++++ DATA SHOWN

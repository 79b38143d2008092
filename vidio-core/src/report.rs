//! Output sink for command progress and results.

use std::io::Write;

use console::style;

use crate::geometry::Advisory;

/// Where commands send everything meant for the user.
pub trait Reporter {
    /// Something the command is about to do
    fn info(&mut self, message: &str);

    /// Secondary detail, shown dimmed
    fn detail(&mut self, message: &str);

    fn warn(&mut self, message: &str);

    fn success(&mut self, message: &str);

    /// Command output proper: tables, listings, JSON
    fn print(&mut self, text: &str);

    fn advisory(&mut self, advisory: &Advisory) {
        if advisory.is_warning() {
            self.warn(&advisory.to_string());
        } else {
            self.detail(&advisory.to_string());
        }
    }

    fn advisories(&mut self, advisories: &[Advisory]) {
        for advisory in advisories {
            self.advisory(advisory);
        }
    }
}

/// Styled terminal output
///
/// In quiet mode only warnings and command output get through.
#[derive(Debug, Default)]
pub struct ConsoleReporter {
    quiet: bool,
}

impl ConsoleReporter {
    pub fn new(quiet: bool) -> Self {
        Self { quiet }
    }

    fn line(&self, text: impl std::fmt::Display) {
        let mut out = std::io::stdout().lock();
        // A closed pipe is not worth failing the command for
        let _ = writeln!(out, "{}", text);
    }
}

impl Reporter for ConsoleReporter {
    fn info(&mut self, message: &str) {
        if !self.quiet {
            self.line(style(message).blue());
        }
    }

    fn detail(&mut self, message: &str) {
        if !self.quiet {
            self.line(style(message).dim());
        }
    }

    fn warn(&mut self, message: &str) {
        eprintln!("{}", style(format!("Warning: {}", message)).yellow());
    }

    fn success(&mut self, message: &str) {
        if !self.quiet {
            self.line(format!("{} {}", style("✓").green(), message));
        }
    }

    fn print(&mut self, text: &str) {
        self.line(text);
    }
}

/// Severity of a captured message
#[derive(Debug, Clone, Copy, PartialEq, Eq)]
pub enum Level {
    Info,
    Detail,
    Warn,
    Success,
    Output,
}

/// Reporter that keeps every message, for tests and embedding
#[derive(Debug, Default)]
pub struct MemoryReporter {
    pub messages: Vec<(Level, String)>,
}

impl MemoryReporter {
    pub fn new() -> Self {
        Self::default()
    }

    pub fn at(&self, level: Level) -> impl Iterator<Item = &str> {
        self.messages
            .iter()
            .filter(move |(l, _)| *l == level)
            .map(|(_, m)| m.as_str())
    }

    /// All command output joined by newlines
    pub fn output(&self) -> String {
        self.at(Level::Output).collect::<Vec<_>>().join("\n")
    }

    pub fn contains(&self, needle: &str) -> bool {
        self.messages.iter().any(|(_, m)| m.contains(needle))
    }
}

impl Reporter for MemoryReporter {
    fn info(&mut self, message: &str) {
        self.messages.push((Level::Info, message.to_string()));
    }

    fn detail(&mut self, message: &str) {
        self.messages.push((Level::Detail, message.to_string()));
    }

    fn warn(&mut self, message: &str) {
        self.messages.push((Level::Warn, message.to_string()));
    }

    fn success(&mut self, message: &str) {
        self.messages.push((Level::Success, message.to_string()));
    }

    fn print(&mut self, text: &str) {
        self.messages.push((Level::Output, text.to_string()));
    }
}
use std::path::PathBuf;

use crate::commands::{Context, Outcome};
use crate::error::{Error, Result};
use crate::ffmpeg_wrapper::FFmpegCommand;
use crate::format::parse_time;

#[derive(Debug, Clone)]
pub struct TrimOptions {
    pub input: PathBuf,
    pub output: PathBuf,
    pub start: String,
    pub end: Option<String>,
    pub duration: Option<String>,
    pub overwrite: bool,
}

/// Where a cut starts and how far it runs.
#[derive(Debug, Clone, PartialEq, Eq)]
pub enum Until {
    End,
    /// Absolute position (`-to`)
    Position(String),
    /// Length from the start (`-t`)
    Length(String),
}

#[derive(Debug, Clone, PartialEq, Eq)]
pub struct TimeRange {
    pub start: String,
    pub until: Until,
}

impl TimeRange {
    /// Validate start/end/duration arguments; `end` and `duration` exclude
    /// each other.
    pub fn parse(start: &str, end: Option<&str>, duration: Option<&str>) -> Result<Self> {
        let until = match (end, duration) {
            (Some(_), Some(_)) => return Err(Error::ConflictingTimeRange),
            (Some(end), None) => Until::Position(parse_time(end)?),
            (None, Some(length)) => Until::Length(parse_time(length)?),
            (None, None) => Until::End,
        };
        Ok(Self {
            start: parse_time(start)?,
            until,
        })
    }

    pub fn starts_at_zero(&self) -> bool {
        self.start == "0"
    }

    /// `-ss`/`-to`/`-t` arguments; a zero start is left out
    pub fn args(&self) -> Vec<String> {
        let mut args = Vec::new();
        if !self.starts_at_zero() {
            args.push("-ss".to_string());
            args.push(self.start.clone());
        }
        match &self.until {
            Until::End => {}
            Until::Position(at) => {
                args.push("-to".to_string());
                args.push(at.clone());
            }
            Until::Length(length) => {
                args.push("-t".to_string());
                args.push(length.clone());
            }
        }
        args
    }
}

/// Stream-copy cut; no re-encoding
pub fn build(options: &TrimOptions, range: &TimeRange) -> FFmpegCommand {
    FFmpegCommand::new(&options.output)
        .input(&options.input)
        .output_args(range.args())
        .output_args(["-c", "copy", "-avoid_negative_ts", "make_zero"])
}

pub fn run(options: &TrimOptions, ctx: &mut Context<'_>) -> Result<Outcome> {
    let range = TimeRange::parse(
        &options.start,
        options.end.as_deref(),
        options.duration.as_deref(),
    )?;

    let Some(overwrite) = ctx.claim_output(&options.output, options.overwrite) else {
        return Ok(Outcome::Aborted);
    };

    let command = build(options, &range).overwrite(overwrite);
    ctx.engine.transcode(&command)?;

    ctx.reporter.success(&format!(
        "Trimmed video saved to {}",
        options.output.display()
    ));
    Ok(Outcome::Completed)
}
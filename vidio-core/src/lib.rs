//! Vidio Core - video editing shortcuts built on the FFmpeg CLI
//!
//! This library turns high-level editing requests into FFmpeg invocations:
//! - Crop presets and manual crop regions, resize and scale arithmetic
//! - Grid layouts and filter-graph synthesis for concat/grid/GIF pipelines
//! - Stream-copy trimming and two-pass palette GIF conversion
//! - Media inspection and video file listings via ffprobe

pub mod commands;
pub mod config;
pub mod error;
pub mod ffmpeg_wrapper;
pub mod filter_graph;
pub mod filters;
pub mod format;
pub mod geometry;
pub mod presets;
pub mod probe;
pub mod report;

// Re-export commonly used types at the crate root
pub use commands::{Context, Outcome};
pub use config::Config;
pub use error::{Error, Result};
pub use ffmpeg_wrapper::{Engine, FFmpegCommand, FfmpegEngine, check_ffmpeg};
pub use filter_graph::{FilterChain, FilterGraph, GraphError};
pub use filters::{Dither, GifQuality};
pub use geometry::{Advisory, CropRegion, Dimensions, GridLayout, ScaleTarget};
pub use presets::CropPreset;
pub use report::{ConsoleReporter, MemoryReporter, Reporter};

++++++++

• [TASK ITEM]
All that is needed is how many lines of the data contain "Context", stated as a number.

• [RESPONSE TO THIS EXERCISE]
3